Так и в работах Дмитрия Провоторова игра переплетается с «серьезностью», реальность с вымыслом, настоящее с прошлым и будущим, реальное с эфемерным. Художник анализирует в своих работах эту мнимость, иллюзорность и условность свободы человека рубежа тысячелетий, демонстрируя изложенный еще Аристотелем парадокс: «Если хочешь быть серьезным – играй».
Автор играет – с формой и содержанием, с колоритом и полутонами, с техникой и методологией реализации своего художественного высказывания, с изображениями, с моделями, с поверхностью негатива и отпечатка. Он трансформирует пространственно-временной континуум, создавая смещения, перекрестки суггестивных смыслов и различных реальностей – по ту и по сю сторону объектива. Избирая фотографию для выражения своей творческой позиции, он, тем не менее, работает словно скульптор, извлекая, ваяя рукотворное изображение из снимка, создавая уникальные и трепетные в своей анахроничности образы.
Отвергая «обезличивающие» компьютерные технологии, Провоторов обрабатывает свои снимки вручную, не доверяя машине авторские полномочия. Рука художника физически присутствует в каждом его произведении: без посторонних посредников, в прямом контакте автора и его творения обработан негатив, созданы разного рода дополнительные эффекты вроде тонирования или почти гравюрного процарапывания, произведена печать. Провоторов обнажает фактуру поверхностей своих снимков на каждом этапе их создания, комбинируя в конечном итоге сложные композиции штрихов, силуэтов, тонов и линий. Ощущение распада и созидания, преломления и даже деконструкции образа, некий надломленный перфекционизм авторской манеры формируют целый комплекс почти тактильных визуальных переживаний.

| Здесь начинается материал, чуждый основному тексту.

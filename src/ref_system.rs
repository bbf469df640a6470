//! # Celestial reference systems
//!
//! Positions handled by the crate live in one of three reference systems, each tied to an
//! epoch:
//!
//! * `Equm`: mean equator and mean equinox (precession only). ICRS is taken as `Equm(J2000)`.
//! * `Equt`: true equator and true equinox (precession and nutation). Hour angles are
//!   measured in `Equt` of date.
//! * `Eclm`: mean ecliptic and mean equinox. The Sun and Moon series are given in
//!   `Eclm` of date.
//!
//! [`rotpn`] builds the rotation between any two of them by passing through the canonical
//! `Equm(J2000)` frame:
//!
//! ```text
//!  Eclm(t₁) ──X(ε)──► Equm(t₁) ──Pᵀ(t₁)──► Equm(J2000) ──P(t₂)──► Equm(t₂) ──N(t₂)──► Equt(t₂)
//!  Equt(t₁) ──Nᵀ(t₁)─┘
//! ```
use nalgebra::{Matrix3, Rotation3, Vector3};

use crate::{
    constants::{Radian, DPI, EPS, T2000, VLIGHT_AU},
    earth_orientation::{obleq, prec, rnut},
};

#[derive(Debug, Clone, Copy, PartialEq)]
pub enum RefEpoch {
    J2000,
    /// Modified Julian Date, TT scale
    Epoch(f64),
}

impl RefEpoch {
    pub fn date(&self) -> f64 {
        match *self {
            RefEpoch::J2000 => T2000,
            RefEpoch::Epoch(d) => d,
        }
    }

    /// True when the epoch is J2000 up to [`EPS`].
    fn is_j2000(&self) -> bool {
        (self.date() - T2000).abs() <= EPS
    }
}

#[derive(Debug, Clone, Copy, PartialEq)]
pub enum RefSystem {
    // Equatorial Mean, equatorial coordinates based on equator and mean equinox
    // at a given epoch (J2000 for instance)
    // (corrected for precession but not for nutation)
    Equm(RefEpoch),
    // Equatorial True (same as Equm but corrected for precession and nutation)
    Equt(RefEpoch),
    // Ecliptic mean, ecliptic coordinates based on ecliptic and mean equinox
    // at a given epoch (J2000 for instance)
    Eclm(RefEpoch),
}

impl RefSystem {
    pub fn epoch(&self) -> RefEpoch {
        match *self {
            RefSystem::Equm(e) => e,
            RefSystem::Equt(e) => e,
            RefSystem::Eclm(e) => e,
        }
    }

    /// Rotation taking a vector expressed in `self` to the mean equator and equinox of J2000.
    fn to_equm_j2000(self) -> Matrix3<f64> {
        let epoch = self.epoch();
        let date = epoch.date();

        let to_equm = match self {
            RefSystem::Equm(_) => Matrix3::identity(),
            RefSystem::Equt(_) => rnut(date).transpose(),
            RefSystem::Eclm(_) => rotmt(obleq(date), Axis::X),
        };

        if epoch.is_j2000() {
            to_equm
        } else {
            prec(date).transpose() * to_equm
        }
    }
}

/// Principal axis of a rotation.
#[derive(Debug, Clone, Copy, PartialEq, Eq)]
pub enum Axis {
    X,
    Y,
    Z,
}

/// Compute the rotation matrix between two celestial reference systems and epochs.
///
/// Arguments
/// ---------
/// * `ref_sys1`: source reference system and epoch.
/// * `ref_sys2`: target reference system and epoch.
///
/// Output
/// -------
/// * the rotation matrix such that `x₂ = rot · x₁`, where `x₁` is a vector
///   in the source system and `x₂` the same vector expressed in the target system.
///
/// Remarks
/// -------
/// * Precession uses the IAU 1976 model ([`prec`]), nutation the truncated IAU 1980
///   series ([`rnut`]) and the obliquity [`obleq`].
/// * Identical systems give the identity without evaluating any model.
pub fn rotpn(ref_sys1: &RefSystem, ref_sys2: &RefSystem) -> Matrix3<f64> {
    if ref_sys1 == ref_sys2 {
        return Matrix3::identity();
    }
    ref_sys2.to_equm_j2000().transpose() * ref_sys1.to_equm_j2000()
}

/// Construct a right-handed 3×3 rotation matrix around one of the principal axes.
///
/// The matrix is an **active rotation** of a vector by `alpha` (counter-clockwise when the
/// axis points toward the viewer): `x' = R · x`. The rotation of the *frame* by `alpha` is
/// therefore `rotmt(-alpha, axis)`.
///
/// # Arguments
///
/// * `alpha` - Rotation angle in **radians**.
/// * `axis` - Axis of rotation.
pub fn rotmt(alpha: Radian, axis: Axis) -> Matrix3<f64> {
    let axis = match axis {
        Axis::X => Vector3::x_axis(),
        Axis::Y => Vector3::y_axis(),
        Axis::Z => Vector3::z_axis(),
    };

    Rotation3::from_axis_angle(&axis, alpha).into()
}

/// Convert a 3D Cartesian position vector to right ascension and declination.
///
/// Returns
/// --------
/// * Tuple `(α, δ, ρ)`:
///     - `α`: right ascension (or longitude) in radians, in the range [0, 2π).
///     - `δ`: declination (or latitude) in radians, in the range [−π/2, +π/2].
///     - `ρ`: Euclidean norm of the vector (distance to the origin).
///
/// If the input vector has zero norm, the result is `(0.0, 0.0, 0.0)`.
pub fn cartesian_to_radec(cartesian_position: Vector3<f64>) -> (Radian, Radian, f64) {
    let pos_norm = cartesian_position.norm();
    if pos_norm == 0. {
        return (0.0, 0.0, pos_norm);
    }

    let delta = (cartesian_position.z / pos_norm).clamp(-1.0, 1.0).asin();

    let cos_delta = delta.cos();
    if cos_delta == 0.0 {
        return (0.0, delta, pos_norm);
    }

    let alpha = cartesian_position
        .y
        .atan2(cartesian_position.x)
        .rem_euclid(DPI);
    (alpha, delta, pos_norm)
}

/// Inverse of [`cartesian_to_radec`]: the vector of length `rho` pointing at `(alpha, delta)`.
pub fn radec_to_cartesian(alpha: Radian, delta: Radian, rho: f64) -> Vector3<f64> {
    let (sin_d, cos_d) = delta.sin_cos();
    let (sin_a, cos_a) = alpha.sin_cos();
    Vector3::new(rho * cos_d * cos_a, rho * cos_d * sin_a, rho * sin_d)
}

/// Apparent position of a target moving at `vrel` with respect to the observer.
///
/// First order in `v/c`: the target is seen where it was one light time `‖xrel‖ / c` ago.
/// For a direction at infinity, pass a unit vector and minus the observer velocity: the
/// result is the annual aberration of that direction.
///
/// Arguments
/// ---------
/// * `xrel`: position of the target relative to the observer (AU)
/// * `vrel`: velocity of the target relative to the observer (AU/day)
///
/// Return
/// ------
/// * `xrel − (‖xrel‖ / c) · vrel`, not normalized
pub fn correct_aberration(xrel: Vector3<f64>, vrel: Vector3<f64>) -> Vector3<f64> {
    let light_time = xrel.norm() / VLIGHT_AU;
    xrel - light_time * vrel
}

Провоторовские герои: куклы, манекены, плюшевые медведи, бабочки, балерины и танцовщицы – все те, кто окружает человека в пространстве современной – или вневременной – театрализованной культуры. Шоколадно-черные, отсвечивающие бликами куклы с брутальными ярко-красными губами находятся друг с другом в сложных, напряженных игровых взаимодействиях. Сочетание живой и искусственной материи и плоти, обнаженной натуры и плюшевой шерстки игрушек, глянцевой поверхности кукол создает тонкую игру ассоциаций и подсознательно ощущаемых смыслов и символов. К эротизму обнаженных женских моделей добавляются едва уловимые нотки инфантилизма и нежной ностальгической трогательности мягких игрушек. Иллюзии, симуляции и симулякры, эти приметы нашего времени, преломленные в необычайности, казалось бы, обыденных и повседневных ситуаций и положений, увиденных в неожиданном ракурсе, в этом удивительном авторском мимезисе – воспроизводимый или заново создаваемый Провоторовым мир полон особой поэтики незримого, обычно остающегося за кадром и актуализированного художественной волей автора. Игра и поэзия декадентствующей красоты, диалектика жизни и смерти, одухотворенного и неживого, реальность невыразимого, существующего на уровне ощущений, почти осязаемых и обоняемых иллюзий.
Провоторов снимает рамки и границы, размыкает пространство, лишая его примет конкретики и сообщая ему некую изобретенную им константу.